---------- EXERCISE MATERIAL
use std::sync::Mutex;
use std::sync::atomic::{AtomicBool, Ordering};

use crate::errors::ConnectionError;

/// Seam between the client core and the host's authentication layer.
///
/// The host supplies a bearer token and a user identity; the core reads the
/// token for every request and dial, and reports expiry back exactly once so
/// the host can force a re-login. The core never refreshes tokens itself.
pub struct AuthContext {
    token: Mutex<Option<String>>,
    user_id: Mutex<Option<String>>,
    on_expired: Mutex<Option<Box<dyn Fn() + Send + Sync>>>,
    expired_fired: AtomicBool,
}

impl std::fmt::Debug for AuthContext {
    fn fmt(&self, f: &mut std::fmt::Formatter<'_>) -> std::fmt::Result {
        f.debug_struct("AuthContext")
            .field("has_token", &self.token.lock().unwrap().is_some())
            .field("user_id", &*self.user_id.lock().unwrap())
            .finish()
    }
}

impl Default for AuthContext {
    fn default() -> Self {
        Self::new()
    }
}

impl AuthContext {
    pub fn new() -> Self {
        Self {
            token: Mutex::new(None),
            user_id: Mutex::new(None),
            on_expired: Mutex::new(None),
            expired_fired: AtomicBool::new(false),
        }
    }

    /// Install or replace the bearer token. Clears the expiry latch so a
    /// later expiry on the fresh token is reported again.
    pub fn set_token(&self, token: impl Into<String>) {
        *self.token.lock().unwrap() = Some(token.into());
        self.expired_fired.store(false, Ordering::SeqCst);
    }

    pub fn set_user_id(&self, user_id: impl Into<String>) {
        *self.user_id.lock().unwrap() = Some(user_id.into());
    }

    pub fn user_id(&self) -> Option<String> {
        self.user_id.lock().unwrap().clone()
    }

    /// Current token, or `AuthMissing` when none is installed.
    pub fn token(&self) -> Result<String, ConnectionError> {
        self.token
            .lock()
            .unwrap()
            .clone()
            .filter(|token| !token.is_empty())
            .ok_or(ConnectionError::AuthMissing)
    }

    /// Register the callback invoked when the backend rejects the token.
    pub fn on_expired<F>(&self, callback: F)
    where
        F: Fn() + Send + Sync + 'static,
    {
        *self.on_expired.lock().unwrap() = Some(Box::new(callback));
    }

    /// Report token expiry to the host. Latched: repeated rejections for the
    /// same token fire the callback only once.
    pub fn notify_expired(&self) {
        if self.expired_fired.swap(true, Ordering::SeqCst) {
            return;
        }
        tracing::warn!("auth token rejected by server; notifying host");
        if let Some(callback) = self.on_expired.lock().unwrap().as_ref() {
            callback();
        }
    }
}

#[cfg(test)]
mod tests {
    use super::*;
    use std::sync::Arc;
    use std::sync::atomic::AtomicU32;

    #[test]
    fn test_token_missing_by_default() {
        let auth = AuthContext::new();
        assert!(matches!(auth.token(), Err(ConnectionError::AuthMissing)));
    }

    #[test]
    fn test_empty_token_counts_as_missing() {
        let auth = AuthContext::new();
        auth.set_token("");
        assert!(matches!(auth.token(), Err(ConnectionError::AuthMissing)));
    }

    #[test]
    fn test_token_roundtrip() {
        let auth = AuthContext::new();
        auth.set_token("jwt-123");
        assert_eq!(auth.token().unwrap(), "jwt-123");
    }

    #[test]
    fn test_expiry_fires_once() {
        let auth = AuthContext::new();
        let fired = Arc::new(AtomicU32::new(0));
        let counter = fired.clone();
        auth.on_expired(move || {
            counter.fetch_add(1, Ordering::SeqCst);
        });

        auth.notify_expired();
        auth.notify_expired();
        auth.notify_expired();
        assert_eq!(fired.load(Ordering::SeqCst), 1);
    }

    #[test]
    fn test_new_token_rearms_expiry() {
        let auth = AuthContext::new();
        let fired = Arc::new(AtomicU32::new(0));
        let counter = fired.clone();
        auth.on_expired(move || {
            counter.fetch_add(1, Ordering::SeqCst);
        });

        auth.notify_expired();
        auth.set_token("fresh-jwt");
        auth.notify_expired();
        assert_eq!(fired.load(Ordering::SeqCst), 2);
    }
}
--------------------
EXERCISE AIM: From the first line to the last, transcribe the data exactly.

TASK RESPONSE:
use std::sync::Mutex;
use std::sync::atomic::{AtomicBool, Ordering};

use crate::errors::ConnectionError;

/// Seam between the client core and the host's authentication layer.
///
/// The host supplies a bearer token and a user identity; the core reads the
/// token for every request and dial, and reports expiry back exactly once so
/// the host can force a re-login. The core never refreshes tokens itself.
pub struct AuthContext {
    token: Mutex<Option<String>>,
    user_id: Mutex<Option<String>>,
    on_expired: Mutex<Option<Box<dyn Fn() + Send + Sync>>>,
    expired_fired: AtomicBool,
}

impl std::fmt::Debug for AuthContext {
    fn fmt(&self, f: &mut std::fmt::Formatter<'_>) -> std::fmt::Result {
        f.debug_struct("AuthContext")
            .field("has_token", &self.token.lock().unwrap().is_some())
            .field("user_id", &*self.user_id.lock().unwrap())
            .finish()
    }
}

impl Default for AuthContext {
    fn default() -> Self {
        Self::new()
    }
}

impl AuthContext {
    pub fn new() -> Self {
        Self {
            token: Mutex::new(None),
            user_id: Mutex::new(None),
            on_expired: Mutex::new(None),
            expired_fired: AtomicBool::new(false),
        }
    }

    /// Install or replace the bearer token. Clears the expiry latch so a
    /// later expiry on the fresh token is reported again.
    pub fn set_token(&self, token: impl Into<String>) {
        *self.token.lock().unwrap() = Some(token.into());
        self.expired_fired.store(false, Ordering::SeqCst);
    }

    pub fn set_user_id(&self, user_id: impl Into<String>) {
        *self.user_id.lock().unwrap() = Some(user_id.into());
    }

    pub fn user_id(&self) -> Option<String> {
        self.user_id.lock().unwrap().clone()
    }

    /// Current token, or `AuthMissing` when none is installed.
    pub fn token(&self) -> Result<String, ConnectionError> {
        self.token
            .lock()
            .unwrap()
            .clone()
            .filter(|token| !token.is_empty())
            .ok_or(ConnectionError::AuthMissing)
    }

    /// Register the callback invoked when the backend rejects the token.
    pub fn on_expired<F>(&self, callback: F)
    where
        F: Fn() + Send + Sync + 'static,
    {
        *self.on_expired.lock().unwrap() = Some(Box::new(callback));
    }

    /// Report token expiry to the host. Latched: repeated rejections for the
    /// same token fire the callback only once.
    pub fn notify_expired(&self) {
        if self.expired_fired.swap(true, Ordering::SeqCst) {
            return;
        }
        tracing::warn!("auth token rejected by server; notifying host");
        if let Some(callback) = self.on_expired.lock().unwrap().as_ref() {
            callback();
        }
    }
}

#[cfg(test)]
mod tests {
    use super::*;
    use std::sync::Arc;
    use std::sync::atomic::AtomicU32;

    #[test]
    fn test_token_missing_by_default() {
        let auth = AuthContext::new();
        assert!(matches!(auth.token(), Err(ConnectionError::AuthMissing)));
    }

    #[test]
    fn test_empty_token_counts_as_missing() {
        let auth = AuthContext::new();
        auth.set_token("");
        assert!(matches!(auth.token(), Err(ConnectionError::AuthMissing)));
    }

    #[test]
    fn test_token_roundtrip() {
        let auth = AuthContext::new();
        auth.set_token("jwt-123");
        assert_eq!(auth.token().unwrap(), "jwt-123");
    }

    #[test]
    fn test_expiry_fires_once() {
        let auth = AuthContext::new();
        let fired = Arc::new(AtomicU32::new(0));
        let counter = fired.clone();
        auth.on_expired(move || {
            counter.fetch_add(1, Ordering::SeqCst);
        });

        auth.notify_expired();
        auth.notify_expired();
        auth.notify_expired();
        assert_eq!(fired.load(Ordering::SeqCst), 1);
    }

    #[test]
    fn test_new_token_rearms_expiry() {
        let auth = AuthContext::new();
        let fired = Arc::new(AtomicU32::new(0));
        let counter = fired.clone();
        auth.on_expired(move || {
            counter.fetch_add(1, Ordering::SeqCst);
        });

        auth.notify_expired();
        auth.set_token("fresh-jwt");
        auth.notify_expired();
        assert_eq!(fired.load(Ordering::SeqCst), 2);
    }
}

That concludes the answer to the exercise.